[Records from a data source]
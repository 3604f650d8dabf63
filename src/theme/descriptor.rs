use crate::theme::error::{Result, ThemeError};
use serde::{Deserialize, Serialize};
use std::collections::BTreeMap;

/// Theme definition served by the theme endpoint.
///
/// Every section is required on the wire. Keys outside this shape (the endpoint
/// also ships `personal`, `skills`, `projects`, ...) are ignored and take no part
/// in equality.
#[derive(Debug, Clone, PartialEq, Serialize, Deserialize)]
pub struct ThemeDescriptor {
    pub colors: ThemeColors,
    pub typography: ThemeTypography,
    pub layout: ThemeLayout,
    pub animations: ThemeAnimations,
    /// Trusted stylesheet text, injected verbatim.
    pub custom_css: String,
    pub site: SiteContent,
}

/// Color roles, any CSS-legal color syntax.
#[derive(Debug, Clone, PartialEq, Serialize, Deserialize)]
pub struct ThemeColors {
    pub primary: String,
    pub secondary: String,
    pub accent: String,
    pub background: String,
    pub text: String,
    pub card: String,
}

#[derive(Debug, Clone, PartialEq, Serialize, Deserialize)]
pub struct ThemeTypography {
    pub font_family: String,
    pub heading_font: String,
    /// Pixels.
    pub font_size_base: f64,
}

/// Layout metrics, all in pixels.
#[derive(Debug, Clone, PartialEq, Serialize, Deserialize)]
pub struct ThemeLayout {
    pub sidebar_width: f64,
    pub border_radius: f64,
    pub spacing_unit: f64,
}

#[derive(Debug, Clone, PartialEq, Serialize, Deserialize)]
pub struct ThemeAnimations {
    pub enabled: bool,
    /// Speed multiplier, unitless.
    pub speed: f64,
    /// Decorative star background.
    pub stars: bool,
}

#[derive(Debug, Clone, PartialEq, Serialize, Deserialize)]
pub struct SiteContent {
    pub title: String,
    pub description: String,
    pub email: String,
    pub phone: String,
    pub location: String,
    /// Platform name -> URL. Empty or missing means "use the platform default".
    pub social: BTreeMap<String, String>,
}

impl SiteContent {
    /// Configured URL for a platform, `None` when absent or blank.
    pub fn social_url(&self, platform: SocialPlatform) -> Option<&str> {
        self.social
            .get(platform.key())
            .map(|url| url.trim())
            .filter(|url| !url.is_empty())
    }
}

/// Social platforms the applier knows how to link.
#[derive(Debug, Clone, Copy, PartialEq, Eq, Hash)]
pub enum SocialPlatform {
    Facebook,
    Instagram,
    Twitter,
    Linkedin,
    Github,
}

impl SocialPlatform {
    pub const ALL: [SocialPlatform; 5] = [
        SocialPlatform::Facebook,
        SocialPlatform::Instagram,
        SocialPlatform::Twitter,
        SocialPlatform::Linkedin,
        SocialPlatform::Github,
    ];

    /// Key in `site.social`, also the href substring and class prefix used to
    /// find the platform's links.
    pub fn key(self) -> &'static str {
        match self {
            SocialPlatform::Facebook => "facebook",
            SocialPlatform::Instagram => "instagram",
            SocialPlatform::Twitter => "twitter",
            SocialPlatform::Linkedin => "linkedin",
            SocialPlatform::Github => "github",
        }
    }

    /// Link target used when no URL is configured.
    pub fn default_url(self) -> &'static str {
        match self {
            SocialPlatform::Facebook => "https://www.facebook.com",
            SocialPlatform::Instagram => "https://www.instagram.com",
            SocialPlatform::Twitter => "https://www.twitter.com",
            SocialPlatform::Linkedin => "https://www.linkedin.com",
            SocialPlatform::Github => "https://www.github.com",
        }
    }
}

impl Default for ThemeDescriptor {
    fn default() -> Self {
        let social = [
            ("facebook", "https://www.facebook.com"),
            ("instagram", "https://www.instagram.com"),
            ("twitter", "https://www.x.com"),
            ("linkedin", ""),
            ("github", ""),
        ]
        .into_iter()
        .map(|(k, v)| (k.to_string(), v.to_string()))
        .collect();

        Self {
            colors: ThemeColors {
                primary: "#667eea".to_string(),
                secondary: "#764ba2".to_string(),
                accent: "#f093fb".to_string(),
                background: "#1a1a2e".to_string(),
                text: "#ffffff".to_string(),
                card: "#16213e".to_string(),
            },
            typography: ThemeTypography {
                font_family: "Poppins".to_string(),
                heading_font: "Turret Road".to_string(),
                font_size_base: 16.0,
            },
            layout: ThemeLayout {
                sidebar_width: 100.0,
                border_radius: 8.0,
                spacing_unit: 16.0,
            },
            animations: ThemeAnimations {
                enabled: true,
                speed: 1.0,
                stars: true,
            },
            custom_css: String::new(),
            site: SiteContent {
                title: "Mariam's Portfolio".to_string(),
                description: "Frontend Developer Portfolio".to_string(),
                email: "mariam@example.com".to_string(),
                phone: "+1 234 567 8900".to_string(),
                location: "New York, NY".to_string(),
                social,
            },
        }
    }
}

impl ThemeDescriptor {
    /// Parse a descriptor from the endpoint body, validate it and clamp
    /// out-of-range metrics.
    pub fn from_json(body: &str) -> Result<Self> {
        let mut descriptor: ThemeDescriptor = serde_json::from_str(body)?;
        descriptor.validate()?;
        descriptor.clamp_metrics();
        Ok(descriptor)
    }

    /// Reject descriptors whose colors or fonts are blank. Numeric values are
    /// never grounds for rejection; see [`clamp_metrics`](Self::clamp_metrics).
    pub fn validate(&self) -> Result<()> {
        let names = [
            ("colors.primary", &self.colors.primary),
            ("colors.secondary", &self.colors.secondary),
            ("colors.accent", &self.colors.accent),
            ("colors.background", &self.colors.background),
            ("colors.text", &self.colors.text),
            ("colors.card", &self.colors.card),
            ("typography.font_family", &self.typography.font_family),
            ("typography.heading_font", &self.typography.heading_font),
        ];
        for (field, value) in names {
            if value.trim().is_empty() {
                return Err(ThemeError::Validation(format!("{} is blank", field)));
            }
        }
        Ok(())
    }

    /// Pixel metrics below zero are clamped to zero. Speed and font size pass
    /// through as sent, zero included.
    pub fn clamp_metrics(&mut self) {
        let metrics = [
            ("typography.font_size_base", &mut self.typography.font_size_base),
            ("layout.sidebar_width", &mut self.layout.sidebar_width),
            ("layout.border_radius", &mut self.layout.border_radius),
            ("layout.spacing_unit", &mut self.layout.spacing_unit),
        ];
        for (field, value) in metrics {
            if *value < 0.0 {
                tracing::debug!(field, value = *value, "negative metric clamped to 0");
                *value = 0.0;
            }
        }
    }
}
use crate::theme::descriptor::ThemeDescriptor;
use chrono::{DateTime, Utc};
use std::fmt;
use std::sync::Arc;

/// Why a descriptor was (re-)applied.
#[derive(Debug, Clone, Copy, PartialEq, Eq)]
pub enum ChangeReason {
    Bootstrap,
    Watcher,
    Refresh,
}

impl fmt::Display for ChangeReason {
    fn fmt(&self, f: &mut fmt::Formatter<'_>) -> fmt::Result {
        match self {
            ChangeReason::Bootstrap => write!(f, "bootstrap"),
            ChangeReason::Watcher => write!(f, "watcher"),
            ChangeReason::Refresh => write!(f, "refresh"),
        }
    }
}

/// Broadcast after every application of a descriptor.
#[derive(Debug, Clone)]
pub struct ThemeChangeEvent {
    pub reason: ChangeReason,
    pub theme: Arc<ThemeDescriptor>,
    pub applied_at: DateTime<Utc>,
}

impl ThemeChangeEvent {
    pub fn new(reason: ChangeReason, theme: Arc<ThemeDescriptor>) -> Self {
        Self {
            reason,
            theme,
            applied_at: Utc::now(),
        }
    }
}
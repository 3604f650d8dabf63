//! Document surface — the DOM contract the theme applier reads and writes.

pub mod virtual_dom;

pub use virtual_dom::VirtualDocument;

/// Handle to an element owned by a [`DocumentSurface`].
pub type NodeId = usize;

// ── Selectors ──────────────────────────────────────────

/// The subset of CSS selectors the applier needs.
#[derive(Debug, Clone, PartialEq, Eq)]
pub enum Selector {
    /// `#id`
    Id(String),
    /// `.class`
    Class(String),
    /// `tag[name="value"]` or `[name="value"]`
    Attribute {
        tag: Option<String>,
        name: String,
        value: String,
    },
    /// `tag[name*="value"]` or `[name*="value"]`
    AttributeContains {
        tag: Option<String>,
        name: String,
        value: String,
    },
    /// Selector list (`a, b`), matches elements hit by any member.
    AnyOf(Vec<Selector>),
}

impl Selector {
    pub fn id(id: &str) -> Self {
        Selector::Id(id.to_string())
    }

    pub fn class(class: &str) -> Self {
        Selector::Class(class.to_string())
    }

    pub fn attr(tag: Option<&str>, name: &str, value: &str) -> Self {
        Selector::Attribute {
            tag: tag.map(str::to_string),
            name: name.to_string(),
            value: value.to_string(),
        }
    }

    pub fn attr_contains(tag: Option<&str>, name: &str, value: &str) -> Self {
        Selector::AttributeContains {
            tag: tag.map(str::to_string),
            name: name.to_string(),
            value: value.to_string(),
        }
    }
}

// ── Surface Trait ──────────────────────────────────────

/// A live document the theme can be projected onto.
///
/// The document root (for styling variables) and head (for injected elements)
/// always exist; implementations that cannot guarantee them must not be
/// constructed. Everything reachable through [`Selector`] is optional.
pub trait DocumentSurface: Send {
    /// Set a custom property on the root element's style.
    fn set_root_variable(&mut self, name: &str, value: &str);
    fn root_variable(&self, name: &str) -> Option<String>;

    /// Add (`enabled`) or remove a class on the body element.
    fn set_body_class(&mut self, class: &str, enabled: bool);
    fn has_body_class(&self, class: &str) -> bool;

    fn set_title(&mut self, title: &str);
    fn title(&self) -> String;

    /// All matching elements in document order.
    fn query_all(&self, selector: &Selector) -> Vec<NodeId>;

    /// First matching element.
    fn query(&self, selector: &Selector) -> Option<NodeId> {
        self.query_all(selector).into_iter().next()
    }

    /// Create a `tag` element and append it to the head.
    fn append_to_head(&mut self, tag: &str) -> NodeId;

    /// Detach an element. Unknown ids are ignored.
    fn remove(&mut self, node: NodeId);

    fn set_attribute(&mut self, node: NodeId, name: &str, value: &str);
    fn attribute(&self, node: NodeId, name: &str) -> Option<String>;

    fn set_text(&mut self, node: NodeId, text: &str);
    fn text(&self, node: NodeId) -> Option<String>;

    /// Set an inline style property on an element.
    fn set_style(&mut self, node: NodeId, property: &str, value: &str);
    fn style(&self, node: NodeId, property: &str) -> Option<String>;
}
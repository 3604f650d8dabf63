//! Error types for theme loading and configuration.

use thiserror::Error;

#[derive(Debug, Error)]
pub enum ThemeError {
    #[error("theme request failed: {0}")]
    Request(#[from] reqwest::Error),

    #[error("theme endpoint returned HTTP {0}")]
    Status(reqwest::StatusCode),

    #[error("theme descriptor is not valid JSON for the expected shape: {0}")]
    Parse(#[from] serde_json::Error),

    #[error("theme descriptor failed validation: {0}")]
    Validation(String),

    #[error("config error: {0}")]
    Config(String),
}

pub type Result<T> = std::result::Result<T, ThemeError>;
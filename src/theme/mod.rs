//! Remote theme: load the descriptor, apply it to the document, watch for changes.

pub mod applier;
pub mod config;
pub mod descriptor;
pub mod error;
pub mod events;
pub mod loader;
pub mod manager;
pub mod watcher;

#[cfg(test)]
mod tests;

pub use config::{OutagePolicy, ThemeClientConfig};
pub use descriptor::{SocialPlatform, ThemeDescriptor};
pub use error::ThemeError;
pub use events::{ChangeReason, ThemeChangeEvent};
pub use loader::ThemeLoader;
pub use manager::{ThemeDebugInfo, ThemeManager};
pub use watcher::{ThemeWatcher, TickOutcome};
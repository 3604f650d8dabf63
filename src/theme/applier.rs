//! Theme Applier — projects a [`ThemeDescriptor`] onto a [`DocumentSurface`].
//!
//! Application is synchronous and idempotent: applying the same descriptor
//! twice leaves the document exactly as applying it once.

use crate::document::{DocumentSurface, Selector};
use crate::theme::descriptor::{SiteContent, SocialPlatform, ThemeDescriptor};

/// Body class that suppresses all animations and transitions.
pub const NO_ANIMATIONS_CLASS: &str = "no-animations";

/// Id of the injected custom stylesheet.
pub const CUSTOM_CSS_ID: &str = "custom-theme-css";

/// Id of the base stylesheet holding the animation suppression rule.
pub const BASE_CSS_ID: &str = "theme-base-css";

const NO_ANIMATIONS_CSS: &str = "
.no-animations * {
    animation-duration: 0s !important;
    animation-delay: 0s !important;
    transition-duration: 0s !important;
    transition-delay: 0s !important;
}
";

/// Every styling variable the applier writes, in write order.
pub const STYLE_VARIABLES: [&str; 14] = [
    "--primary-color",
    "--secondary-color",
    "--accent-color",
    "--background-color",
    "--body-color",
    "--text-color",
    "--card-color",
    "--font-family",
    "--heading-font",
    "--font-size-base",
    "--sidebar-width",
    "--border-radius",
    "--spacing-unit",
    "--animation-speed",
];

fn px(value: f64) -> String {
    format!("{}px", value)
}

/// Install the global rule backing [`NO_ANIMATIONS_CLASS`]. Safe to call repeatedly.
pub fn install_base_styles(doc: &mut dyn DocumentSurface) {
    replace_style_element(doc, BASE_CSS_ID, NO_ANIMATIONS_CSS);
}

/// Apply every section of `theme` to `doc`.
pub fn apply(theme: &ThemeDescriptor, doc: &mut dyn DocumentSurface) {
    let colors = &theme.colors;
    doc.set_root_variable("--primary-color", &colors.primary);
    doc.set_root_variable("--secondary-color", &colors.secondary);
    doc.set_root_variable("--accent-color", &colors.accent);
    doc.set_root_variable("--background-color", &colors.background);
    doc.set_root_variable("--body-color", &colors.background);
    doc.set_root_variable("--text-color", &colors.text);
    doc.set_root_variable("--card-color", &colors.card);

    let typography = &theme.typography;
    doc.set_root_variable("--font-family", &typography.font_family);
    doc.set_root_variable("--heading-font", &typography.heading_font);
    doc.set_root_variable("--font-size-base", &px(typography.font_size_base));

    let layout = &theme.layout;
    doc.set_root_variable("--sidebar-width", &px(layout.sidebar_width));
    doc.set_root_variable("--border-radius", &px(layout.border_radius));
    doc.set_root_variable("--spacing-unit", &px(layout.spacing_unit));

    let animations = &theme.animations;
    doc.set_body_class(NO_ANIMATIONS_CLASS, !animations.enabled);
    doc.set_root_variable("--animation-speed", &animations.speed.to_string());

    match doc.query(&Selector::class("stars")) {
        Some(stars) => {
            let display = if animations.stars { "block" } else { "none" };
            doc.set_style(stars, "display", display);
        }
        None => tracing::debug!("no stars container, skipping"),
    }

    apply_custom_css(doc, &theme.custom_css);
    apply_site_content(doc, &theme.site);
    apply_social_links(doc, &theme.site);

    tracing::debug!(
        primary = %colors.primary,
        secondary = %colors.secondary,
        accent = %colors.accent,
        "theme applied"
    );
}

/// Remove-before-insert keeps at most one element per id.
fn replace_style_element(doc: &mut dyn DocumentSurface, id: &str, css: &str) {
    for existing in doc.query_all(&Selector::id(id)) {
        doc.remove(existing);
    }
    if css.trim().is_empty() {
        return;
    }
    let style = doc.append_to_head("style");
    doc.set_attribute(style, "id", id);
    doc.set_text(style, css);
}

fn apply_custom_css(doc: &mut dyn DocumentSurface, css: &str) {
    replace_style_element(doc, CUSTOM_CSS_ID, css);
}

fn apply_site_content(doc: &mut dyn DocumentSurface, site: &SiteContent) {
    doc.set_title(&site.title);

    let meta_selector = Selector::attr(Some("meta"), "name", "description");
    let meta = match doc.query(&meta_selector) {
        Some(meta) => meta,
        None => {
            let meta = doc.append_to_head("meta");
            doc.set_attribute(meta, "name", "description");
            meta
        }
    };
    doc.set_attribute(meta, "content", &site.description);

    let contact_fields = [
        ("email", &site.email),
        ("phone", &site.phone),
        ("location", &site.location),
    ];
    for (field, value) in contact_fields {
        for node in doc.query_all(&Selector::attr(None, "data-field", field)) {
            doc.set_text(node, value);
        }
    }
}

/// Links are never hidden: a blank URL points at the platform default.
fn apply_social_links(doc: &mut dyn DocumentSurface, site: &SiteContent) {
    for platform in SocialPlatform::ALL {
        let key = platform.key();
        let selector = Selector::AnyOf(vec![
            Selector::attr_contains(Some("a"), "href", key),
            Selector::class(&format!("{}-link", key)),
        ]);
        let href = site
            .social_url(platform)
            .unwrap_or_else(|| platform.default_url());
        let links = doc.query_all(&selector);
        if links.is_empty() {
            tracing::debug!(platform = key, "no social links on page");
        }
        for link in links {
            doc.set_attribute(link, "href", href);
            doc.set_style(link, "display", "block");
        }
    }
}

Exercise directions :: Repeat exactly the lines above from the one with "doc.set_text(style, css);" up to and including the one with "doc.set_title(&site.title);". No other line belongs in the reply.

Answer to this exercise ::
    doc.set_text(style, css);
}

fn apply_custom_css(doc: &mut dyn DocumentSurface, css: &str) {
    replace_style_element(doc, CUSTOM_CSS_ID, css);
}

fn apply_site_content(doc: &mut dyn DocumentSurface, site: &SiteContent) {
    doc.set_title(&site.title);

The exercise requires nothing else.